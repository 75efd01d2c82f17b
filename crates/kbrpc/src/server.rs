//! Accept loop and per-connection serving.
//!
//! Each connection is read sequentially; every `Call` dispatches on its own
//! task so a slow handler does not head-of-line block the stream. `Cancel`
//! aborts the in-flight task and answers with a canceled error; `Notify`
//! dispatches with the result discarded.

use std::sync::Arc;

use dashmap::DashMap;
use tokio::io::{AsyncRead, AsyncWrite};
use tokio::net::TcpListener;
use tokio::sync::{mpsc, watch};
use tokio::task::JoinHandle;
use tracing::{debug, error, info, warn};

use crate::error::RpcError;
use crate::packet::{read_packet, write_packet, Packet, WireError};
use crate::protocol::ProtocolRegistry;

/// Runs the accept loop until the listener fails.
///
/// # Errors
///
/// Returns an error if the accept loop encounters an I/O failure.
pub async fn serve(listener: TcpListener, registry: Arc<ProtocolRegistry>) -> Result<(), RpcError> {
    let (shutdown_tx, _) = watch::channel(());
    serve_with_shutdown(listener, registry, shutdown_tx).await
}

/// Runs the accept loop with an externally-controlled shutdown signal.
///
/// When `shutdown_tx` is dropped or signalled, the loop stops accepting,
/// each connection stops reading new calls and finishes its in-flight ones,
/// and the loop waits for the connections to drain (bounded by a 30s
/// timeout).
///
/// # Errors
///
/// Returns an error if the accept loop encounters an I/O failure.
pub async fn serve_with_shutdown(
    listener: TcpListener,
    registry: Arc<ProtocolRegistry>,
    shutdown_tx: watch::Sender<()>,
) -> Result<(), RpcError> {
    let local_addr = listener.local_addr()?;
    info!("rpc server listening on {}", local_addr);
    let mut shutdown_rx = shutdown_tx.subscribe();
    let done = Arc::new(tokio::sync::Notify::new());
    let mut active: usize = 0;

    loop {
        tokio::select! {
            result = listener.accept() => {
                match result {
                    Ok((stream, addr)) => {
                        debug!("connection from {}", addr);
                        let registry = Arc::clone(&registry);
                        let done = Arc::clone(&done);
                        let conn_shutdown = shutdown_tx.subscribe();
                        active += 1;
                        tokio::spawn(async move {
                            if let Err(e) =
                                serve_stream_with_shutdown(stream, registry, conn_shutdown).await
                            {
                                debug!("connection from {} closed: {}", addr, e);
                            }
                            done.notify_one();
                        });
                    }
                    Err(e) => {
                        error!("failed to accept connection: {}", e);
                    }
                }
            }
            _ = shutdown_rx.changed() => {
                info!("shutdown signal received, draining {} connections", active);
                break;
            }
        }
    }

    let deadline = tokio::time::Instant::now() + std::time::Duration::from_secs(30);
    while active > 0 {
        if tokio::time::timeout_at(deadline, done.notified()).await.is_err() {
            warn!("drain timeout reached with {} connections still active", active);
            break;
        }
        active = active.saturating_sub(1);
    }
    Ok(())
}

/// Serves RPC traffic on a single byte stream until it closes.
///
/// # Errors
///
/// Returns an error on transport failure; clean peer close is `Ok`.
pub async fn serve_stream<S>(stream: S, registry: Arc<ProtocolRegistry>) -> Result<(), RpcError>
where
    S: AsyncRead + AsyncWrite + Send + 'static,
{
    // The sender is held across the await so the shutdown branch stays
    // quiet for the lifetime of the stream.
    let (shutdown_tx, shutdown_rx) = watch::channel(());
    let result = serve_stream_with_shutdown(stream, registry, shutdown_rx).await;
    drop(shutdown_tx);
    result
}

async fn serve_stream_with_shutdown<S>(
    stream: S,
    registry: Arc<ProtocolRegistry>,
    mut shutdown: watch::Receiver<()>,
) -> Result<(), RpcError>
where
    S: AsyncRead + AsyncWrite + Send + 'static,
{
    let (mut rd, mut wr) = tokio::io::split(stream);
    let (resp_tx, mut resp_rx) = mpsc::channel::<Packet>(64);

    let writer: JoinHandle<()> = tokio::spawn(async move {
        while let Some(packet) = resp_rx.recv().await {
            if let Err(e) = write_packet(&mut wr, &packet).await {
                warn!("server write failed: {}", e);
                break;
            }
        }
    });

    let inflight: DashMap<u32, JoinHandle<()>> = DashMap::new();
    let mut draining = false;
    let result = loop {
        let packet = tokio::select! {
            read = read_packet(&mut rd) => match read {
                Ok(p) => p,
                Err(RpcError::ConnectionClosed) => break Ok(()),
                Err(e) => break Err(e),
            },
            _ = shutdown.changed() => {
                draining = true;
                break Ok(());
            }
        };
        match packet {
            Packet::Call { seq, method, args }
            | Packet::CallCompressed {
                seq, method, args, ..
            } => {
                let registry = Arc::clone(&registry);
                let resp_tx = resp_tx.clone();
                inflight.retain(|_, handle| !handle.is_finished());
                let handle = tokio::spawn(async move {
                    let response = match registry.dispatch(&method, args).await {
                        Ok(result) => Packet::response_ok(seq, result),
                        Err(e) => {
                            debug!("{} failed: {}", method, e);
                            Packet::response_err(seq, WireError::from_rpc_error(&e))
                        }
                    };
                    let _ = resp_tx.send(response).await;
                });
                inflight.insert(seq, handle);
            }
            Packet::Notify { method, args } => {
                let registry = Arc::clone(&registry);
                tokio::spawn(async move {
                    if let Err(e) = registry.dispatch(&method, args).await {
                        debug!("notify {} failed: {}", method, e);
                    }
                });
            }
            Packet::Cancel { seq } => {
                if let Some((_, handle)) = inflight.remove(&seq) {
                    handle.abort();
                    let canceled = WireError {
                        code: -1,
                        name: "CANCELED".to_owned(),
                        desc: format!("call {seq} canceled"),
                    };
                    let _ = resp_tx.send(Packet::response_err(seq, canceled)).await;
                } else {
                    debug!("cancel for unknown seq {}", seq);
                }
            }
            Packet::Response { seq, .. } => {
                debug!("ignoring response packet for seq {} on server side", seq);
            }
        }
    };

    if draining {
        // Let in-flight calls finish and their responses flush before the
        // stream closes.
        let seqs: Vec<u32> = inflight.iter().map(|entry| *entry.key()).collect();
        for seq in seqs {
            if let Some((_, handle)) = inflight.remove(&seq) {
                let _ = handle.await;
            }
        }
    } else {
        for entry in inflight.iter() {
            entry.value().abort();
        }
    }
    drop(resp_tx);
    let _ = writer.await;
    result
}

────────

WHAT IS NEEDED
Every line of the listing is to be returned exactly as written.

ANSWER TO THIS TASK
repository 75efd01d2c82f17b
filename crates/kbrpc/src/server.rs
//! Accept loop and per-connection serving.
//!
//! Each connection is read sequentially; every `Call` dispatches on its own
//! task so a slow handler does not head-of-line block the stream. `Cancel`
//! aborts the in-flight task and answers with a canceled error; `Notify`
//! dispatches with the result discarded.

use std::sync::Arc;

use dashmap::DashMap;
use tokio::io::{AsyncRead, AsyncWrite};
use tokio::net::TcpListener;
use tokio::sync::{mpsc, watch};
use tokio::task::JoinHandle;
use tracing::{debug, error, info, warn};

use crate::error::RpcError;
use crate::packet::{read_packet, write_packet, Packet, WireError};
use crate::protocol::ProtocolRegistry;

/// Runs the accept loop until the listener fails.
///
/// # Errors
///
/// Returns an error if the accept loop encounters an I/O failure.
pub async fn serve(listener: TcpListener, registry: Arc<ProtocolRegistry>) -> Result<(), RpcError> {
    let (shutdown_tx, _) = watch::channel(());
    serve_with_shutdown(listener, registry, shutdown_tx).await
}

/// Runs the accept loop with an externally-controlled shutdown signal.
///
/// When `shutdown_tx` is dropped or signalled, the loop stops accepting,
/// each connection stops reading new calls and finishes its in-flight ones,
/// and the loop waits for the connections to drain (bounded by a 30s
/// timeout).
///
/// # Errors
///
/// Returns an error if the accept loop encounters an I/O failure.
pub async fn serve_with_shutdown(
    listener: TcpListener,
    registry: Arc<ProtocolRegistry>,
    shutdown_tx: watch::Sender<()>,
) -> Result<(), RpcError> {
    let local_addr = listener.local_addr()?;
    info!("rpc server listening on {}", local_addr);
    let mut shutdown_rx = shutdown_tx.subscribe();
    let done = Arc::new(tokio::sync::Notify::new());
    let mut active: usize = 0;

    loop {
        tokio::select! {
            result = listener.accept() => {
                match result {
                    Ok((stream, addr)) => {
                        debug!("connection from {}", addr);
                        let registry = Arc::clone(&registry);
                        let done = Arc::clone(&done);
                        let conn_shutdown = shutdown_tx.subscribe();
                        active += 1;
                        tokio::spawn(async move {
                            if let Err(e) =
                                serve_stream_with_shutdown(stream, registry, conn_shutdown).await
                            {
                                debug!("connection from {} closed: {}", addr, e);
                            }
                            done.notify_one();
                        });
                    }
                    Err(e) => {
                        error!("failed to accept connection: {}", e);
                    }
                }
            }
            _ = shutdown_rx.changed() => {
                info!("shutdown signal received, draining {} connections", active);
                break;
            }
        }
    }

    let deadline = tokio::time::Instant::now() + std::time::Duration::from_secs(30);
    while active > 0 {
        if tokio::time::timeout_at(deadline, done.notified()).await.is_err() {
            warn!("drain timeout reached with {} connections still active", active);
            break;
        }
        active = active.saturating_sub(1);
    }
    Ok(())
}

/// Serves RPC traffic on a single byte stream until it closes.
///
/// # Errors
///
/// Returns an error on transport failure; clean peer close is `Ok`.
pub async fn serve_stream<S>(stream: S, registry: Arc<ProtocolRegistry>) -> Result<(), RpcError>
where
    S: AsyncRead + AsyncWrite + Send + 'static,
{
    // The sender is held across the await so the shutdown branch stays
    // quiet for the lifetime of the stream.
    let (shutdown_tx, shutdown_rx) = watch::channel(());
    let result = serve_stream_with_shutdown(stream, registry, shutdown_rx).await;
    drop(shutdown_tx);
    result
}

async fn serve_stream_with_shutdown<S>(
    stream: S,
    registry: Arc<ProtocolRegistry>,
    mut shutdown: watch::Receiver<()>,
) -> Result<(), RpcError>
where
    S: AsyncRead + AsyncWrite + Send + 'static,
{
    let (mut rd, mut wr) = tokio::io::split(stream);
    let (resp_tx, mut resp_rx) = mpsc::channel::<Packet>(64);

    let writer: JoinHandle<()> = tokio::spawn(async move {
        while let Some(packet) = resp_rx.recv().await {
            if let Err(e) = write_packet(&mut wr, &packet).await {
                warn!("server write failed: {}", e);
                break;
            }
        }
    });

    let inflight: DashMap<u32, JoinHandle<()>> = DashMap::new();
    let mut draining = false;
    let result = loop {
        let packet = tokio::select! {
            read = read_packet(&mut rd) => match read {
                Ok(p) => p,
                Err(RpcError::ConnectionClosed) => break Ok(()),
                Err(e) => break Err(e),
            },
            _ = shutdown.changed() => {
                draining = true;
                break Ok(());
            }
        };
        match packet {
            Packet::Call { seq, method, args }
            | Packet::CallCompressed {
                seq, method, args, ..
            } => {
                let registry = Arc::clone(&registry);
                let resp_tx = resp_tx.clone();
                inflight.retain(|_, handle| !handle.is_finished());
                let handle = tokio::spawn(async move {
                    let response = match registry.dispatch(&method, args).await {
                        Ok(result) => Packet::response_ok(seq, result),
                        Err(e) => {
                            debug!("{} failed: {}", method, e);
                            Packet::response_err(seq, WireError::from_rpc_error(&e))
                        }
                    };
                    let _ = resp_tx.send(response).await;
                });
                inflight.insert(seq, handle);
            }
            Packet::Notify { method, args } => {
                let registry = Arc::clone(&registry);
                tokio::spawn(async move {
                    if let Err(e) = registry.dispatch(&method, args).await {
                        debug!("notify {} failed: {}", method, e);
                    }
                });
            }
            Packet::Cancel { seq } => {
                if let Some((_, handle)) = inflight.remove(&seq) {
                    handle.abort();
                    let canceled = WireError {
                        code: -1,
                        name: "CANCELED".to_owned(),
                        desc: format!("call {seq} canceled"),
                    };
                    let _ = resp_tx.send(Packet::response_err(seq, canceled)).await;
                } else {
                    debug!("cancel for unknown seq {}", seq);
                }
            }
            Packet::Response { seq, .. } => {
                debug!("ignoring response packet for seq {} on server side", seq);
            }
        }
    };

    if draining {
        // Let in-flight calls finish and their responses flush before the
        // stream closes.
        let seqs: Vec<u32> = inflight.iter().map(|entry| *entry.key()).collect();
        for seq in seqs {
            if let Some((_, handle)) = inflight.remove(&seq) {
                let _ = handle.await;
            }
        }
    } else {
        for entry in inflight.iter() {
            entry.value().abort();
        }
    }
    drop(resp_tx);
    let _ = writer.await;
    result
}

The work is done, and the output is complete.